Assignment: For the entries below, the result should be an exact transcription of the lines from the one with "Core Domain Entities" up to and including the one with "The nesting is", and only those.

Information provided:
+ + + +

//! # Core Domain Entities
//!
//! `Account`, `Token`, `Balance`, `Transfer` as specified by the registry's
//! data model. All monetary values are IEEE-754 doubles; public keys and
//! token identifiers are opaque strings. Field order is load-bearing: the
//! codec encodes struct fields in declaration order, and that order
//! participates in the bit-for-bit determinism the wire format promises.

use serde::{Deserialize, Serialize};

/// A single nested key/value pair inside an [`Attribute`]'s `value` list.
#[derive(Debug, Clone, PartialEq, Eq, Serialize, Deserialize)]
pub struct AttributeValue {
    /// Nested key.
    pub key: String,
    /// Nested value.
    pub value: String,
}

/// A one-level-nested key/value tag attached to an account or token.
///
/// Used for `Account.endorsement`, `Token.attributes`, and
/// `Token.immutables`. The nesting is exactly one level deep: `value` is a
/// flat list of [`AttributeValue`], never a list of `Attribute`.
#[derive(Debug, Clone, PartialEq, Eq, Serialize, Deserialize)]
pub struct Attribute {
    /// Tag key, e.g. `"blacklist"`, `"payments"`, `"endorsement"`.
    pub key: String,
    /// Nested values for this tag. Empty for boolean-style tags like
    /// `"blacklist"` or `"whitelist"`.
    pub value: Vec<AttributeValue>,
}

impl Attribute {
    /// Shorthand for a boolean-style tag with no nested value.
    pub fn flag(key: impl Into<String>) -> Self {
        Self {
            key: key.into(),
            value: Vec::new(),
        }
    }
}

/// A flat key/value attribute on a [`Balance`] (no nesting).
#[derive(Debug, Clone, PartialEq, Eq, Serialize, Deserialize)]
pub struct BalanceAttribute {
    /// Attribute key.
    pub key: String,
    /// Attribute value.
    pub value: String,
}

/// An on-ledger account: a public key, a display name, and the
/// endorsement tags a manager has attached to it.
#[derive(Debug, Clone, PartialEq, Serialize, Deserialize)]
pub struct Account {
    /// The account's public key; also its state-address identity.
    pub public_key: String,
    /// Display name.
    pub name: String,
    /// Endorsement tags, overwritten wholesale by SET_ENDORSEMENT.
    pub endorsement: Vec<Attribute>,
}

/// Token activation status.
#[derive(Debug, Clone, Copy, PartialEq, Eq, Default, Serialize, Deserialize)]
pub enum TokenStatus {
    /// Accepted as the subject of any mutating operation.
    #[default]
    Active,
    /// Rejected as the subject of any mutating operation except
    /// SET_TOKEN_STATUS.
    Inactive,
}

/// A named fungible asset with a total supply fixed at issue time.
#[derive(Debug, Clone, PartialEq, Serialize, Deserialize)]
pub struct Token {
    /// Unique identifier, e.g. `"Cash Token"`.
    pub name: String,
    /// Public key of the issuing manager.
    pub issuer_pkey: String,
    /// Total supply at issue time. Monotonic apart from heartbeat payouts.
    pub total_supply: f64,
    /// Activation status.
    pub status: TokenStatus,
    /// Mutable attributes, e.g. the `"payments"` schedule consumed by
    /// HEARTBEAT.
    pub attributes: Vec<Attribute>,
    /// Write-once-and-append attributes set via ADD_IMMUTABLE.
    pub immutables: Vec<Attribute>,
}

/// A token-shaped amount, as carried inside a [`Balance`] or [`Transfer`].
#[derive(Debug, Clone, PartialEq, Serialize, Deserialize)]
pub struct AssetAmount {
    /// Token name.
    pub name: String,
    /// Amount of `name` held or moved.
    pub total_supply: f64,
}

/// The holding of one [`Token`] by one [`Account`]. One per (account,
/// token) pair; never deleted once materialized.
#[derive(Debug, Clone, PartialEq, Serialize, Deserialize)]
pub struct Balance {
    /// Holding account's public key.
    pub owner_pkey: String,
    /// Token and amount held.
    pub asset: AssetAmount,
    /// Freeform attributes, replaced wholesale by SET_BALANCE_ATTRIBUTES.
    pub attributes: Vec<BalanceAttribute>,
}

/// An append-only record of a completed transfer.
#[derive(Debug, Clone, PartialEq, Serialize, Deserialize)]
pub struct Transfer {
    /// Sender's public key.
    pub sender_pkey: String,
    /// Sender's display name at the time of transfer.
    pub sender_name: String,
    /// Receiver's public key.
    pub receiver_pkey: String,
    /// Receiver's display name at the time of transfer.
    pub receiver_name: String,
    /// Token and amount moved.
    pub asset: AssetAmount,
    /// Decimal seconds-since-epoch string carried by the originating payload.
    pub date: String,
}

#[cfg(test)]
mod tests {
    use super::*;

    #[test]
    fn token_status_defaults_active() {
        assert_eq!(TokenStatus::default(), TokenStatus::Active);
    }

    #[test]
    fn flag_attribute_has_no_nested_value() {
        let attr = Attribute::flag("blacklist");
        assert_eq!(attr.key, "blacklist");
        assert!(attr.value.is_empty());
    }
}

+ + + +

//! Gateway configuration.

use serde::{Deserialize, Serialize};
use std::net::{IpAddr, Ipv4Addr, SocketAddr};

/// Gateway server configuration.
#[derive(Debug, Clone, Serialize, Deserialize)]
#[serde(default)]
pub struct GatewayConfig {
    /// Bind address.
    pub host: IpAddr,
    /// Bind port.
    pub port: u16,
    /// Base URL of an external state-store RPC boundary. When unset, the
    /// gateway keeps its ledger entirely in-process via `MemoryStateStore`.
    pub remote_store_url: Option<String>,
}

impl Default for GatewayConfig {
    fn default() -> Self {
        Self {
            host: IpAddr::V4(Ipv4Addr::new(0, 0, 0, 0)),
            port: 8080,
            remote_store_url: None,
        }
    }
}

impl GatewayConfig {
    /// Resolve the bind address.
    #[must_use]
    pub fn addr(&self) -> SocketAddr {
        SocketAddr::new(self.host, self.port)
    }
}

+ + + +

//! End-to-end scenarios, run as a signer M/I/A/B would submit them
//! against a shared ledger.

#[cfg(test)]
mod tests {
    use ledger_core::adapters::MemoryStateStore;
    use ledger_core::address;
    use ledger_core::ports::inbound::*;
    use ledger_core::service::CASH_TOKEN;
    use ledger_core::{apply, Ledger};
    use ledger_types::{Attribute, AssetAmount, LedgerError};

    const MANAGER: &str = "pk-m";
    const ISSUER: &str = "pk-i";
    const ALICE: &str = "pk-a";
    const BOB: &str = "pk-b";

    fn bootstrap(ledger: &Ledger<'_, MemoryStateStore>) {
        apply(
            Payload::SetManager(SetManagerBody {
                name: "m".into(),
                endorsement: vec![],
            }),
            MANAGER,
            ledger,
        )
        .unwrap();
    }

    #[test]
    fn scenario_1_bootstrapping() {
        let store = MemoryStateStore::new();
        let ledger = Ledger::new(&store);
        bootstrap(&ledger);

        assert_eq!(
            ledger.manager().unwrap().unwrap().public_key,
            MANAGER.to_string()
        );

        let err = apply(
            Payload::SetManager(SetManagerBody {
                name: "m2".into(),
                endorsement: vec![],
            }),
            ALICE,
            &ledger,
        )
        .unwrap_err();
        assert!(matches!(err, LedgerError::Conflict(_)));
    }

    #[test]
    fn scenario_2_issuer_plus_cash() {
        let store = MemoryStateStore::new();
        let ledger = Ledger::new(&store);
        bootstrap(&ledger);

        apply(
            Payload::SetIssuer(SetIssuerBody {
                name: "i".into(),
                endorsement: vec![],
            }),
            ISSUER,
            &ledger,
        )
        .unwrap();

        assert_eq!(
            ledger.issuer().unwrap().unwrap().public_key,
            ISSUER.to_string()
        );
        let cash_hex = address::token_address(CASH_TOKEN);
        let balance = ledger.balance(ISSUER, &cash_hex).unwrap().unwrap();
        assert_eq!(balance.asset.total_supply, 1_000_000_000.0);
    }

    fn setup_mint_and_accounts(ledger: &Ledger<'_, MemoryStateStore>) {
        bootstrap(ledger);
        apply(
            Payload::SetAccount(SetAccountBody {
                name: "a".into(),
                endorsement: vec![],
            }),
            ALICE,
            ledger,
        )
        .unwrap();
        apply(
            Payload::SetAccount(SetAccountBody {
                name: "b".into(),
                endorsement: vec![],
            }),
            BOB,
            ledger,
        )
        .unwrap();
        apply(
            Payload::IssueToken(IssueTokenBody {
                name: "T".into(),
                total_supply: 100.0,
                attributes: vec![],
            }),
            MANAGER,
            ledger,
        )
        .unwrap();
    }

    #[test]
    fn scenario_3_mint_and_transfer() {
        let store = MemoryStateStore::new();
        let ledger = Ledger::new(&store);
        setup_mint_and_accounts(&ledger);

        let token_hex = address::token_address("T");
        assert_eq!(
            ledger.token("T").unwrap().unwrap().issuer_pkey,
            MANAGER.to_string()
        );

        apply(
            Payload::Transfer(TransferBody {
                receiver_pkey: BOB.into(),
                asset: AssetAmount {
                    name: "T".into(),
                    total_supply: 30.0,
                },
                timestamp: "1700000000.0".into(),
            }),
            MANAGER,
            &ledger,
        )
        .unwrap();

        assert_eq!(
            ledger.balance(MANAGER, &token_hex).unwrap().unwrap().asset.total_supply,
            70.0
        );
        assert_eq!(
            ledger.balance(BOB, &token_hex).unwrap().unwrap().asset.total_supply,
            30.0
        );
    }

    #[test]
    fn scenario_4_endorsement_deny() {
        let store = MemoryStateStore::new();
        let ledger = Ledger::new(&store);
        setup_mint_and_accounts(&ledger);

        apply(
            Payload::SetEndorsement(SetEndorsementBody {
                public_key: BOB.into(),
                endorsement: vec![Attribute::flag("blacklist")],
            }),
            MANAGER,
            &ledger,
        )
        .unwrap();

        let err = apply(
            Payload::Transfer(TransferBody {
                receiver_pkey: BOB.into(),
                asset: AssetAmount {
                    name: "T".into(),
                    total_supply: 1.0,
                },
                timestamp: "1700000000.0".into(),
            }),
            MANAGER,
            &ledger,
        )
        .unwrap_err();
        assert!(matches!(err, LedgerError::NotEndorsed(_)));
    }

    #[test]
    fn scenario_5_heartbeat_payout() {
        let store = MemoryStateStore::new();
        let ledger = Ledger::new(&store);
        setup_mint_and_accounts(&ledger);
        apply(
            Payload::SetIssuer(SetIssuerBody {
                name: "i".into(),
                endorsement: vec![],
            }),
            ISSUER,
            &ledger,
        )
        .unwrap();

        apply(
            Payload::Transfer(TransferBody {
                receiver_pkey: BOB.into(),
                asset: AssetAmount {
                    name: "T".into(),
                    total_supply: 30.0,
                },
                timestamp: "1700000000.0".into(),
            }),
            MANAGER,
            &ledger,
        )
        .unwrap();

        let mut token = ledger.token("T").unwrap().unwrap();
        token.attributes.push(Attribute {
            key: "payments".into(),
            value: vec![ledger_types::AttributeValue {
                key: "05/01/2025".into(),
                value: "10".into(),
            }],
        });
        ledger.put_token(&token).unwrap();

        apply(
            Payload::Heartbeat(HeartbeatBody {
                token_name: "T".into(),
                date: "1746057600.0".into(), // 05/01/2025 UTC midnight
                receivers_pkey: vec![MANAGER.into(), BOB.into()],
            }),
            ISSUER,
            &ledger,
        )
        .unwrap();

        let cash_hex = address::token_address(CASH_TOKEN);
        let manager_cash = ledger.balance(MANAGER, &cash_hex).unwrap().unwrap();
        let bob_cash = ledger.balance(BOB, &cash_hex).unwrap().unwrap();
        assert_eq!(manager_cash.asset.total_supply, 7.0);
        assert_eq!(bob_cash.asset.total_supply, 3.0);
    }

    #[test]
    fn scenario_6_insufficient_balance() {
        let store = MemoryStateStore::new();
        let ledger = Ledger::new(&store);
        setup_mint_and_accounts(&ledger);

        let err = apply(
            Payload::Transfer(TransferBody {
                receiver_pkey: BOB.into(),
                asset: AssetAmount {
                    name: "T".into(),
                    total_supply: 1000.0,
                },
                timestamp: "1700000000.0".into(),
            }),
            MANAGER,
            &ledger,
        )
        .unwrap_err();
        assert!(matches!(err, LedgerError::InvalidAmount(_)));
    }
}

+ + + +

Result for this task:
//! # Core Domain Entities
//!
//! `Account`, `Token`, `Balance`, `Transfer` as specified by the registry's
//! data model. All monetary values are IEEE-754 doubles; public keys and
//! token identifiers are opaque strings. Field order is load-bearing: the
//! codec encodes struct fields in declaration order, and that order
//! participates in the bit-for-bit determinism the wire format promises.

use serde::{Deserialize, Serialize};

/// A single nested key/value pair inside an [`Attribute`]'s `value` list.
#[derive(Debug, Clone, PartialEq, Eq, Serialize, Deserialize)]
pub struct AttributeValue {
    /// Nested key.
    pub key: String,
    /// Nested value.
    pub value: String,
}

/// A one-level-nested key/value tag attached to an account or token.
///
/// Used for `Account.endorsement`, `Token.attributes`, and
/// `Token.immutables`. The nesting is exactly one level deep: `value` is a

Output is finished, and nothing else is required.